MARKIERUNG & RECYCLING.

Wenn wir es schaffen, mehr Kunststoffe zu verwerten und zu recyceln, dann vermindern wir ganz konkret den Bedarf an Neu-Plastik und reduzieren den CO2 footprint. Das wäre ein absoluter Game-Changer. Dafür arbeiten wir an technischen Entwicklungen und produzieren das Plastic der Zukunft:

WILDPLASTIC 4.0

1. Wir entwickeln aufwendige Sortier- und Reinigungs-Schritte um ein hochwertiges Roh-Produkt herzustellen, welches einen Großteil der bisher eingesetzten Neu-Plastik Materialien ersetzen kann. 
Warum man noch etwas anderes nutzen sollte, statt mit WILDPLASTIC aktiv die Umwelt aufzuräumen? Das fragen wir uns auch!

2. Wir nutzen “Tracer” und markieren damit unsere WILDPLASTIC Materialien:
Fluoreszierende Mineralien, welche unter speziellen Lichtwellen sichtbar werden. Somit sind unsere Materialien identifizierbar und zukunftssicher. Zu 100 Prozent maschinell sortierfähig. 
Unser Plan ist, dass letztlich alle Plastik-Produzenten und Hersteller ihre Kunststoffe kennzeichnen. So erreichen wir eine globale und eindeutige Identifizierung des Materials und ermöglichen eine maschinelle Sortierung.
Es gibt Wissenschaftler die Malaria ausrotten wollen, indem sie unfruchtbare Moskitos aussetzen. Dadurch unterbrechen sie die Fortpflanzung. Bei unserer Idee ist es genau umgekehrt. Wir schicken unser WILDPLASTIC los, um auch alle anderen Produkte des gleichen Materials durch Recycling-Vermischung zu markieren. Somit werden auch diese erkenn- und sortierbar.

3. Wir entwickeln Artificial Intelligence, welche den gesammelten Plastikmüll, der noch nicht markiert ist, erkennt und sortieren hilft. Stellt euch Kameras, Smartphones, AR-Glasses vor, die definieren, welches Produkt und Material vorliegt. Diese Algorithmen stellen wir als Apps, Open Source und Implementation für Sortier-Anlagen zur Verfügung.

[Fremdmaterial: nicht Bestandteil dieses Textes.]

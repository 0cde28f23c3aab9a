use shared::{
    domain::{User, UserId},
    error::{ApiError, ErrorCode},
};
use tracing::info;

use crate::{audit, auth::hash_password_async, internal, ApiContext};

pub async fn list_users(ctx: &ApiContext) -> Result<Vec<User>, ApiError> {
    ctx.storage.list_users().await.map_err(internal)
}

/// With a password the whole account is written (create or reset); without
/// one only name, role and the active flag change.
pub async fn save_user(
    ctx: &ApiContext,
    actor: Option<&User>,
    mut user: User,
    password: Option<&str>,
) -> Result<User, ApiError> {
    user.username = user.username.trim().to_string();
    user.name = user.name.trim().to_string();
    if user.username.is_empty() || user.name.is_empty() {
        return Err(ApiError::validation("name and username are required"));
    }
    if user.id.is_blank() {
        user.id = UserId::generate();
    }

    match password.filter(|p| !p.is_empty()) {
        Some(password) => {
            let taken = ctx
                .storage
                .username_taken(&user.username, &user.id)
                .await
                .map_err(internal)?;
            if taken {
                return Err(ApiError::new(
                    ErrorCode::Conflict,
                    format!("username {} is already in use", user.username),
                ));
            }
            let hash = hash_password_async(password, ctx.settings.bcrypt_cost).await?;
            ctx.storage.upsert_user(&user, &hash).await.map_err(internal)?;
        }
        None => {
            let updated = ctx.storage.update_user_profile(&user).await.map_err(internal)?;
            if !updated {
                return Err(ApiError::not_found(
                    "user not found; a password is required for new accounts",
                ));
            }
        }
    }

    audit::record(
        ctx,
        actor,
        "save_user",
        format!(
            "saved user {} ({}, {}, active={})",
            user.id,
            user.username,
            user.role.as_str(),
            user.is_active
        ),
    )
    .await?;
    info!(user_id = %user.id, "user saved");
    Ok(user)
}

pub async fn delete_user(ctx: &ApiContext, actor: Option<&User>, user_id: &UserId) -> Result<(), ApiError> {
    if actor.is_some_and(|a| &a.id == user_id) {
        return Err(ApiError::validation("you cannot delete your own account"));
    }
    let deleted = ctx.storage.delete_user(user_id).await.map_err(internal)?;
    if !deleted {
        return Err(ApiError::not_found(format!("user {user_id} not found")));
    }
    audit::record(ctx, actor, "delete_user", format!("deleted user {user_id}")).await?;
    Ok(())
}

4. Wir erforschen in Pilotprojekten die Sammel- und Verwertbarkeit von Kunststoffen. Gemeinsam mit internationalen Organisationen und Alliance-Partnern entwickeln wir Projekte in Gambia, Malaysia, Ägypten, Haiti, Indien. Portugal, etc.

HABIT CHANGE / SYSTEM CHANGE - CLOSED LOOP .

Aufräumen & recyceln ist eine Verantwortung, der wir uns stellen. Aber wir müssen Lösungen finden, welche der Vermüllung & und dem single-use von Materialien etwas entgegensetzen. Dazu brauchen wir einen systemischen Wandel. Habit Change. Und wie jeder weiß: Habit Change – das ist das Schwierigste.

Homo Sapiens funktioniert letztlich in einem ziemlich simplen Muster. Black Friday Sales, Sommerschluss-Verkauf, Sonderangebote, Gewinnspiele, Zucker, Drogen,…das Gehirn reagiert auf Belohnungs-Anreize und programmiert zielführendes Verhalten. Um also ein gewohntes Verhalten zu verändern, hilft es, dieses durch neue Anreize zu stimulieren. Das Pfandsystem ist für uns ein gutes Beispiel wie es funktionieren kann.

Wenn jedes Plastik-Produkt, jede Verpackung einen Wert hat – wird es keine Vermüllung mehr geben. Etwas das Geld wert ist, werfe ich nicht weg. Und wenn doch, gibt es genug Leute, die diese Ressource nutzen werden, bevor es zu einem Müllproblem wird. Gemeinsam mit Marken, Herstellern und Politik neue Pfandsysteme einzuführen ist eines der wichtigsten Projekte um Habit Change zu bewirken. Nachhaltiges Wirtschaften nicht nur bis zum Point of Sale denken, sondern darüber hinaus: Closed Loop Systems. Gemeinsam können wir es schaffen, einen Grossteil aller Kunststoffe maschinell sortierbar zu machen. Das wäre ein absoluter Quanten-Sprung.